BEGIN Dataset entries
//! Helpers for driving coordinators over the in-memory relay and links

#![allow(dead_code)]

use anyhow::{bail, Result};
use lanshare::mesh::mock::{MockNetwork, MockRelay};
use lanshare::mesh::{ConnectionState, IncomingUrl, PeerSnapshot, RelayStatus, Subscription};
use lanshare::{MeshConfig, PeerCoordinator, SignalingTransport};
use std::future::Future;
use std::sync::{Arc, Mutex};
use std::time::Duration;

pub const ROOM: &str = "room-1";

pub struct Harness {
    pub relay: MockRelay,
    pub network: MockNetwork,
    pub config: MeshConfig,
}

impl Harness {
    pub fn new() -> Self {
        Self::with_config(MeshConfig {
            sweep_interval: Duration::from_millis(10),
            ..MeshConfig::default()
        })
    }

    pub fn with_config(config: MeshConfig) -> Self {
        Self {
            relay: MockRelay::new(),
            network: MockNetwork::new(),
            config,
        }
    }

    pub fn node(&self, id: &str) -> Node {
        let transport = SignalingTransport::new(id, "mock://relay", Arc::new(self.relay.clone()));
        let mesh = PeerCoordinator::spawn(
            transport,
            Arc::new(self.network.factory(id)),
            self.config.clone(),
        );
        Node::watch(id, mesh)
    }
}

/// A coordinator plus everything its observers reported
pub struct Node {
    pub id: String,
    pub mesh: PeerCoordinator,
    pub statuses: Arc<Mutex<Vec<RelayStatus>>>,
    pub snapshots: Arc<Mutex<Vec<PeerSnapshot>>>,
    pub urls: Arc<Mutex<Vec<IncomingUrl>>>,
    _subscriptions: Vec<Subscription>,
}

impl Node {
    fn watch(id: &str, mesh: PeerCoordinator) -> Self {
        let statuses = Arc::new(Mutex::new(Vec::new()));
        let snapshots = Arc::new(Mutex::new(Vec::new()));
        let urls = Arc::new(Mutex::new(Vec::new()));

        let s = statuses.clone();
        let p = snapshots.clone();
        let u = urls.clone();
        let subscriptions = vec![
            mesh.on_status_change(move |status| s.lock().unwrap().push(*status)),
            mesh.on_peers_change(move |snapshot| p.lock().unwrap().push(snapshot.clone())),
            mesh.on_incoming_url(move |url| u.lock().unwrap().push(url.clone())),
        ];

        Self {
            id: id.to_string(),
            mesh,
            statuses,
            snapshots,
            urls,
            _subscriptions: subscriptions,
        }
    }

    pub fn state_of(&self, peer: &Node) -> Option<ConnectionState> {
        self.mesh.snapshot().state_of(&peer.id)
    }

    pub fn peer_ids(&self) -> Vec<String> {
        self.mesh
            .snapshot()
            .iter()
            .map(|p| p.peer_id.clone())
            .collect()
    }

    pub fn received(&self) -> Vec<String> {
        self.urls.lock().unwrap().iter().map(|u| u.url.clone()).collect()
    }

    pub fn status_count(&self, status: RelayStatus) -> usize {
        self.statuses
            .lock()
            .unwrap()
            .iter()
            .filter(|s| **s == status)
            .count()
    }
}

/// Poll `condition` until it holds or two seconds pass
pub async fn wait_for(what: &str, mut condition: impl FnMut() -> bool) -> Result<()> {
    for _ in 0..200 {
        if condition() {
            return Ok(());
        }
        tokio::time::sleep(Duration::from_millis(10)).await;
    }
    bail!("timed out waiting for {}", what)
}

pub async fn wait_for_async<F, Fut>(what: &str, mut condition: F) -> Result<()>
where
    F: FnMut() -> Fut,
    Fut: Future<Output = bool>,
{
    for _ in 0..200 {
        if condition().await {
            return Ok(());
        }
        tokio::time::sleep(Duration::from_millis(10)).await;
    }
    bail!("timed out waiting for {}", what)
}

/// Wait until `node` has `count` peers with an open channel
pub async fn wait_for_open(node: &Node, count: usize) -> Result<()> {
    wait_for_async(&format!("{} open channels on {}", count, node.id), || async move {
        node.mesh.open_peers().await.unwrap_or(0) == count
    })
    .await
}

/// Connect `a` then `b` to ROOM and wait for the handshake to finish
pub async fn pair(a: &Node, b: &Node) -> Result<()> {
    a.mesh.connect(ROOM).await?;
    b.mesh.connect(ROOM).await?;
    wait_for("peers connected", || {
        a.state_of(b) == Some(ConnectionState::Connected)
            && b.state_of(a) == Some(ConnectionState::Connected)
    })
    .await?;
    wait_for_open(a, 1).await?;
    wait_for_open(b, 1).await
}

/// Let in-flight frames and events settle
pub async fn settle() {
    tokio::time::sleep(Duration::from_millis(100)).await;
}
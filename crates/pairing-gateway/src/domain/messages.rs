//! JSON bodies and fixed strings of the HTTP surface.
//!
//! Successful requests return the zip archive itself; every other outcome
//! returns an [`ApiResponse`]:
//!
//! ```json
//! {"success":false,"message":"Method not allowed, use GET"}
//! ```

use serde::{Deserialize, Serialize};

/// Returned with 400 when the `phone` parameter is missing.
pub const MISSING_PHONE_MESSAGE: &str = "Nomor telepon diperlukan. Gunakan format: ?phone=62...";

/// Returned with 405 for any method other than GET/HEAD.
pub const METHOD_NOT_ALLOWED_MESSAGE: &str = "Method not allowed, use GET";

/// File name offered in `Content-Disposition`.
pub const ARCHIVE_FILE_NAME: &str = "sessions.zip";

/// `Content-Type` of a successful response.
pub const ARCHIVE_CONTENT_TYPE: &str = "application/zip";

/// Structured error body.
#[derive(Debug, Clone, PartialEq, Eq, Serialize, Deserialize)]
pub struct ApiResponse {
    pub success: bool,
    pub message: String,
}

impl ApiResponse {
    pub fn failure(message: impl Into<String>) -> Self {
        Self {
            success: false,
            message: message.into(),
        }
    }
}

#[cfg(test)]
mod tests {
    use super::*;
    use serde_json::json;

    #[test]
    fn test_failure_serializes_success_false() {
        let body = serde_json::to_value(ApiResponse::failure("nope")).unwrap();
        assert_eq!(body, json!({"success": false, "message": "nope"}));
    }

    #[test]
    fn test_missing_phone_message_mentions_query_format() {
        assert!(MISSING_PHONE_MESSAGE.contains("?phone=62"));
    }
}
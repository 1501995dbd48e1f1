//! Ports: the interfaces the handshake needs from the outside world.
//!
//! ```text
//! Handshake ──► CredentialStore::load(dir) ──► CredentialSession
//!           ──► ClientFactory::fetch_latest_version()
//!           ──► ClientFactory::connect(options) ──► ClientConnection
//!                                                    ├─ client: ProtocolClient
//!                                                    └─ events: mpsc::Receiver<ClientEvent>
//! ```
//!
//! Concrete implementations live in `infrastructure` (`sidecar_client`,
//! `auth_store`, `mock_client`).

use std::path::{Path, PathBuf};
use std::sync::Arc;

use async_trait::async_trait;
use thiserror::Error;
use tokio::sync::mpsc;

use pairing_core::{
    AuthState, ClientEvent, ClientIdentity, CredentialUpdate, PairingCodeResponse, PhoneNumber,
    ProtocolVersion,
};

// ── Error types ───────────────────────────────────────────────────────────────

/// Failure reported by a protocol client or its factory.
#[derive(Debug, Clone, PartialEq, Eq, Error)]
pub enum ClientError {
    /// The client is gone (connection dropped or already ended).
    #[error("protocol client is not connected")]
    NotConnected,

    /// The client refused or failed a request.
    #[error("protocol client request failed: {0}")]
    Request(String),

    /// The link to the client failed.
    #[error("protocol transport error: {0}")]
    Transport(String),

    /// The client answered with something we did not ask for.
    #[error("unexpected reply from protocol client: {0}")]
    UnexpectedReply(String),
}

/// Failure while loading or persisting credential state.
#[derive(Debug, Error)]
pub enum CredentialError {
    #[error("I/O error on {}: {source}", path.display())]
    Io {
        path: PathBuf,
        #[source]
        source: std::io::Error,
    },

    #[error("invalid JSON in {}: {source}", path.display())]
    Json {
        path: PathBuf,
        #[source]
        source: serde_json::Error,
    },
}

// ── Protocol client ───────────────────────────────────────────────────────────

/// Everything a client is constructed with.
#[derive(Debug, Clone)]
pub struct ClientOptions {
    pub version: ProtocolVersion,
    pub auth: AuthState,
    pub identity: ClientIdentity,
    /// Print QR codes to the terminal.  Always `false` for the gateway: codes
    /// are reported through events and logs instead.
    pub print_qr_in_terminal: bool,
    /// Suppress the client's own log output.
    pub silent_logger: bool,
}

/// A freshly created client together with its event stream.
pub struct ClientConnection {
    pub client: Arc<dyn ProtocolClient>,
    /// Connection and credential events in arrival order.  The stream ends
    /// when the client is ended.
    pub events: mpsc::Receiver<ClientEvent>,
}

/// Creates protocol clients.
#[cfg_attr(test, mockall::automock)]
#[async_trait]
pub trait ClientFactory: Send + Sync {
    /// Asks the client library which protocol version to speak.
    async fn fetch_latest_version(&self) -> Result<ProtocolVersion, ClientError>;

    /// Creates a client bound to `options.auth` and starts connecting.
    async fn connect(&self, options: ClientOptions) -> Result<ClientConnection, ClientError>;
}

/// One live protocol client.
#[async_trait]
pub trait ProtocolClient: Send + Sync {
    /// The pairing-code capability, when this client offers one.
    ///
    /// Clients without it can still pair through QR / pairing-code events.
    fn pairing_code_requester(&self) -> Option<&dyn PairingCodeRequester>;

    /// Logs the linked device out on the server side.
    async fn logout(&self) -> Result<(), ClientError>;

    /// Closes the connection and ends the event stream.
    async fn end(&self) -> Result<(), ClientError>;
}

/// Optional capability: request a pairing code for a phone number.
#[async_trait]
pub trait PairingCodeRequester: Send + Sync {
    async fn request_pairing_code(
        &self,
        phone: &PhoneNumber,
    ) -> Result<PairingCodeResponse, ClientError>;
}

// ── Credential persistence ────────────────────────────────────────────────────

/// Loads credential state from a session directory.
#[cfg_attr(test, mockall::automock)]
#[async_trait]
pub trait CredentialStore: Send + Sync {
    /// Loads (or initialises) the state stored in `dir`.
    async fn load(&self, dir: &Path) -> Result<Box<dyn CredentialSession>, CredentialError>;
}

/// Credential state of one session plus the means to persist updates.
#[async_trait]
pub trait CredentialSession: Send {
    /// State as loaded, including every update applied since.
    fn state(&self) -> &AuthState;

    /// Applies `update` in memory and writes it to disk.
    async fn apply(&mut self, update: CredentialUpdate) -> Result<(), CredentialError>;
}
END Dataset entries
*Task to complete*. Look through the records and copy every line that has the word "usize".

*Solution for this exercise*.
    pub fn status_count(&self, status: RelayStatus) -> usize {
pub async fn wait_for_open(node: &Node, count: usize) -> Result<()> {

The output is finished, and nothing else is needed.